Horace Secrist (October 9, 1881 – March 5, 1943) was an American statistician and economist, a professor and the director of the Bureau of Economic Research at Northwestern University.

==Life and career==
Secrist was born in Farmington, Utah, and received his education at Brigham Young College, Brigham Young University, and the University of Wisconsin, where he earned a bachelor's degree in economics in 1907 and a PhD in 1911 with a dissertation titled "An Economic Analysis of the Constitutional Restrictions Upon Public Indebtedness in the United States".

He began his teaching career at Brigham Young University, and later was an instructor at the University of Wisconsin. In 1918 he joined Northwestern University, where he spent most of his career, becoming a professor of economics and statistics and director of the Bureau of Economic Research. He held various positions for the federal government: as Commissioner on Industrial Relations in 1914, statistician for the Shipping Board in 1918, and supervising statistician of the Railway Labor Board in 1920–1921.

In 1918 he became a Fellow of the American Statistical Association.

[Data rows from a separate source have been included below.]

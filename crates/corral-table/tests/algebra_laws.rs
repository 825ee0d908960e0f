//! Set algebra laws over randomly generated sets.

use corral_core::Set;
use corral_table::HashSet;
use proptest::prelude::*;

fn set_of(values: &[u8]) -> HashSet<u8> {
    values.iter().copied().collect()
}

proptest! {
    #[test]
    fn union_membership(
        a in prop::collection::vec(0u8..40, 0..30),
        b in prop::collection::vec(0u8..40, 0..30),
        x in 0u8..40,
    ) {
        let (a, b) = (set_of(&a), set_of(&b));
        prop_assert_eq!(a.union(&b).has(&x), a.has(&x) || b.has(&x));
    }

    #[test]
    fn intersection_membership(
        a in prop::collection::vec(0u8..40, 0..30),
        b in prop::collection::vec(0u8..40, 0..30),
        x in 0u8..40,
    ) {
        let (a, b) = (set_of(&a), set_of(&b));
        prop_assert_eq!(a.intersection(&b).has(&x), a.has(&x) && b.has(&x));
    }

    #[test]
    fn difference_is_disjoint_from_other(
        a in prop::collection::vec(0u8..40, 0..30),
        b in prop::collection::vec(0u8..40, 0..30),
    ) {
        let (a, b) = (set_of(&a), set_of(&b));
        prop_assert!(a.difference(&b).intersection(&b).is_empty());
    }

    #[test]
    fn exclusive_is_union_minus_intersection(
        a in prop::collection::vec(0u8..40, 0..30),
        b in prop::collection::vec(0u8..40, 0..30),
    ) {
        let (a, b) = (set_of(&a), set_of(&b));
        let expected = a.union(&b).difference(&a.intersection(&b));
        prop_assert_eq!(a.exclusive(&b), expected);
    }

    #[test]
    fn operands_are_unchanged(
        a in prop::collection::vec(0u8..40, 0..30),
        b in prop::collection::vec(0u8..40, 0..30),
    ) {
        let (a, b) = (set_of(&a), set_of(&b));
        let (a_before, b_before) = (a.to_vec(), b.to_vec());
        let _ = a.union(&b);
        let _ = a.intersection(&b);
        let _ = a.difference(&b);
        let _ = a.exclusive(&b);
        prop_assert_eq!(a.to_vec(), a_before);
        prop_assert_eq!(b.to_vec(), b_before);
    }
}
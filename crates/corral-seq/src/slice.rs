//! Slice parameter normalisation.

/// Resolve a possibly-negative `(index, length)` pair against `count`.
///
/// Returns the `(offset, len)` of the sub-range to copy:
///
/// - a negative `index` starts that far from the end (clamped to 0);
/// - `None` length means "to the end";
/// - a negative `length` stops that far from the end;
/// - the length is clamped so the range never passes `count`.
///
/// An index at or past the end yields an empty range.
pub fn normalize(count: usize, index: isize, length: Option<isize>) -> (usize, usize) {
    let count_i = count as isize;
    if count == 0 || index >= count_i {
        return (0, 0);
    }
    let offset = if index < 0 {
        (count_i + index).max(0)
    } else {
        index
    };
    let remaining = count_i - offset;
    let len = match length {
        None => remaining,
        Some(length) if length < 0 => (remaining + length).max(0),
        Some(length) => length.min(remaining),
    };
    (offset as usize, len as usize)
}
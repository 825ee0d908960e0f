//! Corral: arena-backed collections with pluggable key identity.
//!
//! This is the top-level facade crate that re-exports the public API from
//! every corral sub-crate. For most users, adding `corral` as a single
//! dependency is sufficient.
//!
//! # Quick start
//!
//! ```rust
//! use corral::prelude::*;
//!
//! let mut numbers = Vector::new();
//! numbers.push_all([1, 2, 3]);
//! assert_eq!(numbers.pop(), Ok(3));
//! numbers.insert(1, 0).unwrap();
//! assert_eq!(numbers.to_vec(), vec![1, 0, 2]);
//!
//! let mut ages = HashMap::new();
//! ages.put("ada", 36);
//! ages.put("alan", 41);
//! assert_eq!(ages.get(&"alan"), Ok(&41));
//!
//! let ordered: SortedSet<i32> = [5, 3, 8, 3].into_iter().collect();
//! assert_eq!(ordered.to_vec(), vec![3, 5, 8]);
//! ```
//!
//! # Modules
//!
//! Each module corresponds to a sub-crate. Use them for types not in the prelude:
//!
//! | Module | Sub-crate | Contents |
//! |--------|-----------|----------|
//! | [`types`] | `corral-core` | Errors, capability traits, key contracts, comparators |
//! | [`alloc`] | `corral-alloc` | Slot arena `Allocation` and its `Read` iterator |
//! | [`seq`] | `corral-seq` | `Vector` and the `Stack`/`Queue`/`Deque` adapters |
//! | [`table`] | `corral-table` | `HashTable` engine with `HashMap`/`HashSet` views |
//! | [`sorted`] | `corral-sorted` | Comparator-ordered `SortedSet` |

#![deny(missing_docs)]
#![deny(rustdoc::broken_intra_doc_links)]
#![forbid(unsafe_code)]

/// Errors, capability traits, key contracts and comparators (`corral-core`).
///
/// The capability traits ([`types::Collection`], [`types::Sequence`],
/// [`types::Map`], [`types::Set`]) are also in the [`prelude`].
pub use corral_core as types;

/// Fixed-capacity slot arena (`corral-alloc`).
pub use corral_alloc as alloc;

/// Growable vector and its adapters (`corral-seq`).
///
/// [`seq::Vector`] grows by 1.5x (minimum 8 slots) and halves once less
/// than a quarter full.
pub use corral_seq as seq;

/// Hashed associative storage (`corral-table`).
///
/// [`table::HashMap`] and [`table::HashSet`] enumerate in insertion order.
pub use corral_table as table;

/// Comparator-ordered sets (`corral-sorted`).
pub use corral_sorted as sorted;

/// Common imports for typical corral usage.
///
/// ```rust
/// use corral::prelude::*;
/// ```
pub mod prelude {
    // Errors and capabilities
    pub use corral_core::{
        Arrayable, Collection, CollectionError, Map, Positional, Sequence, Set, Sortable,
    };

    // Identity and order
    pub use corral_core::{ByHashable, Comparator, FnContract, Hashable, KeyContract, Natural};

    // Structures
    pub use corral_alloc::Allocation;
    pub use corral_seq::{Deque, Queue, Stack, Vector};
    pub use corral_sorted::SortedSet;
    pub use corral_table::{HashMap, HashSet};

    // Configuration
    pub use corral_seq::VectorConfig;
    pub use corral_sorted::SortedSetConfig;
    pub use corral_table::TableConfig;
}
impl<T> Allocation<T> {
    /// Create an allocation with `capacity` vacant slots. Zero is allowed.
    pub fn new(capacity: usize) -> Self {
        let mut slots = Vec::with_capacity(capacity);
        slots.resize_with(capacity, || None);
        Self { slots }
    }

    /// Number of addressable slots.
    pub fn capacity(&self) -> usize {
        self.slots.len()
    }

    /// Number of occupied slots.
    pub fn occupied(&self) -> usize {
        self.slots.iter().filter(|slot| slot.is_some()).count()
    }

    /// Resize to exactly `capacity` slots.
    ///
    /// Contents of slots `[0, min(old, new))` are preserved.
    pub fn reallocate(&mut self, capacity: usize) {
        let old = self.slots.len();
        if capacity == old {
            return;
        }
        log::trace!("allocation resize: {old} -> {capacity} slots");
        if capacity > old {
            self.slots.reserve_exact(capacity - old);
            self.slots.resize_with(capacity, || None);
        } else {
            self.slots.truncate(capacity);
            self.slots.shrink_to_fit();
        }
    }

    /// Grow to `capacity` if currently smaller; never shrinks.
    pub fn grow_to(&mut self, capacity: usize) {
        if capacity > self.capacity() {
            self.reallocate(capacity);
        }
    }

    /// Shrink to `capacity` if currently larger; never grows.
    pub fn truncate(&mut self, capacity: usize) {
        if capacity < self.capacity() {
            self.reallocate(capacity);
        }
    }

    /// The value in slot `index`, or `None` if the slot is vacant.
    pub fn get(&self, index: usize) -> Result<Option<&T>, CollectionError> {
        CollectionError::check_index(index, self.capacity())?;
        Ok(self.slots[index].as_ref())
    }

    /// Mutable access to slot `index`.
    pub fn get_mut(&mut self, index: usize) -> Result<Option<&mut T>, CollectionError> {
        CollectionError::check_index(index, self.capacity())?;
        Ok(self.slots[index].as_mut())
    }

    /// Whether slot `index` exists and is occupied.
    pub fn is_occupied(&self, index: usize) -> bool {
        self.slots.get(index).is_some_and(Option::is_some)
    }

    /// Store `value` in slot `index`, returning the previous occupant.
    pub fn set(&mut self, index: usize, value: T) -> Result<Option<T>, CollectionError> {
        CollectionError::check_index(index, self.capacity())?;
        Ok(self.slots[index].replace(value))
    }

    /// Vacate slot `index`, returning its former value.
    pub fn take(&mut self, index: usize) -> Result<Option<T>, CollectionError> {
        CollectionError::check_index(index, self.capacity())?;
        Ok(self.slots[index].take())
    }

    /// Exchange the contents of two slots.
    pub fn swap(&mut self, a: usize, b: usize) -> Result<(), CollectionError> {
        CollectionError::check_index(a, self.capacity())?;
        CollectionError::check_index(b, self.capacity())?;
        self.slots.swap(a, b);
        Ok(())
    }

    /// Shift `len` slots starting at `src` so they start at `dst`.
    ///
    /// Destination slots are overwritten. Source slots that the destination
    /// range does not cover are left vacant. Overlapping ranges are handled.
    pub fn move_range(&mut self, src: usize, dst: usize, len: usize) -> Result<(), CollectionError> {
        self.check_span(src, len)?;
        self.check_span(dst, len)?;
        if len == 0 || src == dst {
            return Ok(());
        }
        if dst > src {
            for k in (0..len).rev() {
                let value = self.slots[src + k].take();
                self.slots[dst + k] = value;
            }
        } else {
            for k in 0..len {
                let value = self.slots[src + k].take();
                self.slots[dst + k] = value;
            }
        }
        Ok(())
    }

    /// A lazy reader over up to `len` slots starting at `index`.
    ///
    /// `index` may equal the capacity (an empty read). `len` is clamped so
    /// the reader never passes the end of the allocation.
    pub fn read(&self, index: usize, len: usize) -> Result<Read<'_, T>, CollectionError> {
        let capacity = self.capacity();
        if index > capacity {
            return Err(CollectionError::OutOfRange {
                index,
                len: capacity + 1,
            });
        }
        let end = index + len.min(capacity - index);
        Ok(Read::new(index, &self.slots[index..end]))
    }

    /// A reader over every slot.
    pub fn iter(&self) -> Read<'_, T> {
        Read::new(0, &self.slots)
    }

    /// Assign `values` to consecutive slots starting at `index`.
    ///
    /// Writing stops silently at the capacity boundary; values past it are
    /// not consumed. Returns the number of slots written.
    pub fn write<I>(&mut self, index: usize, values: I) -> Result<usize, CollectionError>
    where
        I: IntoIterator<Item = T>,
    {
        let capacity = self.capacity();
        if index > capacity {
            return Err(CollectionError::OutOfRange {
                index,
                len: capacity + 1,
            });
        }
        let mut written = 0;
        for (slot, value) in self.slots[index..].iter_mut().zip(values) {
            *slot = Some(value);
            written += 1;
        }
        Ok(written)
    }

    /// Sort the slots in `range` by `compare`. Vacant slots sort last.
    ///
    /// The sort is stable.
    pub fn sort_range<F>(&mut self, range: Range<usize>, mut compare: F) -> Result<(), CollectionError>
    where
        F: FnMut(&T, &T) -> Ordering,
    {
        self.check_range(&range)?;
        self.slots[range].sort_by(|a, b| match (a, b) {
            (Some(a), Some(b)) => compare(a, b),
            (Some(_), None) => Ordering::Less,
            (None, Some(_)) => Ordering::Greater,
            (None, None) => Ordering::Equal,
        });
        Ok(())
    }

    /// Reverse the order of the slots in `range`.
    pub fn reverse_range(&mut self, range: Range<usize>) -> Result<(), CollectionError> {
        self.check_range(&range)?;
        self.slots[range].reverse();
        Ok(())
    }

    /// Vacate every slot, keeping the capacity.
    pub fn clear(&mut self) {
        self.slots.iter_mut().for_each(|slot| *slot = None);
    }

    fn check_span(&self, start: usize, len: usize) -> Result<(), CollectionError> {
        let end = start.checked_add(len).ok_or_else(|| {
            CollectionError::invalid(format!("range {start} + {len} overflows"))
        })?;
        self.check_range(&(start..end))
    }

    fn check_range(&self, range: &Range<usize>) -> Result<(), CollectionError> {
        if range.start > range.end {
            return Err(CollectionError::invalid(format!(
                "range start {} exceeds end {}",
                range.start, range.end
            )));
        }
        let capacity = self.capacity();
        if range.end > capacity {
            return Err(CollectionError::OutOfRange {
                index: range.end,
                len: capacity + 1,
            });
        }
        Ok(())
    }
}
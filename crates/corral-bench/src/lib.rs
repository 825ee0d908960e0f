//! Workload builders shared by the corral benchmarks.
//!
//! - [`shuffled_keys`]: a seeded permutation of `0..n`
//! - [`filled_vector`], [`filled_map`], [`filled_sorted`]: structures
//!   pre-populated from such a permutation

#![forbid(unsafe_code)]
#![deny(rustdoc::broken_intra_doc_links)]

use corral_seq::Vector;
use corral_sorted::SortedSet;
use corral_table::HashMap;
use rand_chacha::rand_core::{RngCore, SeedableRng};
use rand_chacha::ChaCha8Rng;

/// Deterministic Fisher-Yates permutation of `0..n`.
pub fn shuffled_keys(n: u32, seed: u64) -> Vec<u32> {
    let mut rng = ChaCha8Rng::seed_from_u64(seed);
    let mut keys: Vec<u32> = (0..n).collect();
    for i in (1..keys.len()).rev() {
        let j = (rng.next_u64() % (i as u64 + 1)) as usize;
        keys.swap(i, j);
    }
    keys
}

/// A vector holding `0..n` in shuffled order.
pub fn filled_vector(n: u32, seed: u64) -> Vector<u32> {
    shuffled_keys(n, seed).into_iter().collect()
}

/// A map from each key in a shuffled `0..n` to its square.
pub fn filled_map(n: u32, seed: u64) -> HashMap<u32, u64> {
    shuffled_keys(n, seed)
        .into_iter()
        .map(|k| (k, u64::from(k) * u64::from(k)))
        .collect()
}

/// A naturally ordered set of `0..n`, inserted in shuffled order.
pub fn filled_sorted(n: u32, seed: u64) -> SortedSet<u32> {
    shuffled_keys(n, seed).into_iter().collect()
}
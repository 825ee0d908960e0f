//! Key equality and hashing contracts for hashed storage.
//!
//! A [`KeyContract`] pairs a deterministic equality test with a hash
//! function consistent with it: keys that compare equal must hash equal.
//! Hashed structures are generic over the contract so callers can choose
//! between Rust's own `Hash + Eq` ([`Structural`]), an object-style
//! [`Hashable`] capability ([`ByHashable`]), or ad-hoc closures
//! ([`FnContract`]).

use std::collections::hash_map::DefaultHasher;
use std::fmt;
use std::hash::{Hash, Hasher};

/// Equality and hash contract consumed by hashed storage.
///
/// Implementations must be deterministic and consistent:
/// `keys_equal(a, b)` implies `hash_key(a) == hash_key(b)`.
pub trait KeyContract<K: ?Sized> {
    /// Hash a key.
    fn hash_key(&self, key: &K) -> u64;

    /// Whether two keys identify the same entry.
    fn keys_equal(&self, a: &K, b: &K) -> bool;
}

/// Structural equality via the key type's `Hash + Eq` implementations.
///
/// Hashing uses `DefaultHasher::new()`, which is keyed with fixed values,
/// so hashes are stable across runs of the same build.
#[derive(Clone, Copy, Debug, Default, PartialEq, Eq)]
pub struct Structural;

impl<K: Hash + Eq + ?Sized> KeyContract<K> for Structural {
    fn hash_key(&self, key: &K) -> u64 {
        let mut hasher = DefaultHasher::new();
        key.hash(&mut hasher);
        hasher.finish()
    }

    fn keys_equal(&self, a: &K, b: &K) -> bool {
        a == b
    }
}

/// Object-style hash/equality capability.
///
/// For key types whose identity is not their structural `Eq`, e.g. records
/// compared by a subset of their fields.
pub trait Hashable {
    /// A hash value consistent with [`Hashable::equals`].
    fn hash_code(&self) -> u64;

    /// Whether `self` and `other` identify the same key.
    fn equals(&self, other: &Self) -> bool;
}

/// Contract that defers to the key's [`Hashable`] implementation.
#[derive(Clone, Copy, Debug, Default, PartialEq, Eq)]
pub struct ByHashable;

impl<K: Hashable + ?Sized> KeyContract<K> for ByHashable {
    fn hash_key(&self, key: &K) -> u64 {
        key.hash_code()
    }

    fn keys_equal(&self, a: &K, b: &K) -> bool {
        a.equals(b)
    }
}

/// Contract built from caller-supplied hash and equality closures.
#[derive(Clone, Copy)]
pub struct FnContract<H, E> {
    hash: H,
    eq: E,
}

impl<H, E> FnContract<H, E> {
    /// Build a contract from a hash function and an equality test.
    ///
    /// The caller is responsible for consistency between the two.
    pub fn new(hash: H, eq: E) -> Self {
        Self { hash, eq }
    }
}

impl<K, H, E> KeyContract<K> for FnContract<H, E>
where
    K: ?Sized,
    H: Fn(&K) -> u64,
    E: Fn(&K, &K) -> bool,
{
    fn hash_key(&self, key: &K) -> u64 {
        (self.hash)(key)
    }

    fn keys_equal(&self, a: &K, b: &K) -> bool {
        (self.eq)(a, b)
    }
}

impl<H, E> fmt::Debug for FnContract<H, E> {
    fn fmt(&self, f: &mut fmt::Formatter<'_>) -> fmt::Result {
        f.debug_struct("FnContract").finish_non_exhaustive()
    }
}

==Private life and death==
Secrist married May Alexander in 1904; they had two sons. He died at 61 following an operation in Evanston, Illinois, from the effects of a long-term disability.

==Publications==
Secrist published thirteen textbooks in statistics and economics. In several of his publications on economics, particularly in The Triumph of Mediocrity in Business (1933), the result of a decade's investigation by Secrist and his assistants of 49 department stores and of businesses in 73 other fields, he argued that over time, competitive forces under free enterprise cause the success of better-run businesses to decline and that of weaker businesses to increase, leading to an inevitable predominance of mediocrity in American business; Secrist recommended governmental protection of the better businesses to offset this effect. Mathematical statistician Harold Hotelling pointed out in a review, and in a subsequent rebuttal of Secrist's response, that this argument constituted a misunderstanding of regression to the mean, which ensured the observed effect given the method of grouping of the observed results that Secrist had used. Secrist stated in his preface that in addition to exhaustive testing of his results on different areas of business, he had asked 38 American and European statisticians and economists to review them. The book has since been frequently used as a bad example in publications on statistics.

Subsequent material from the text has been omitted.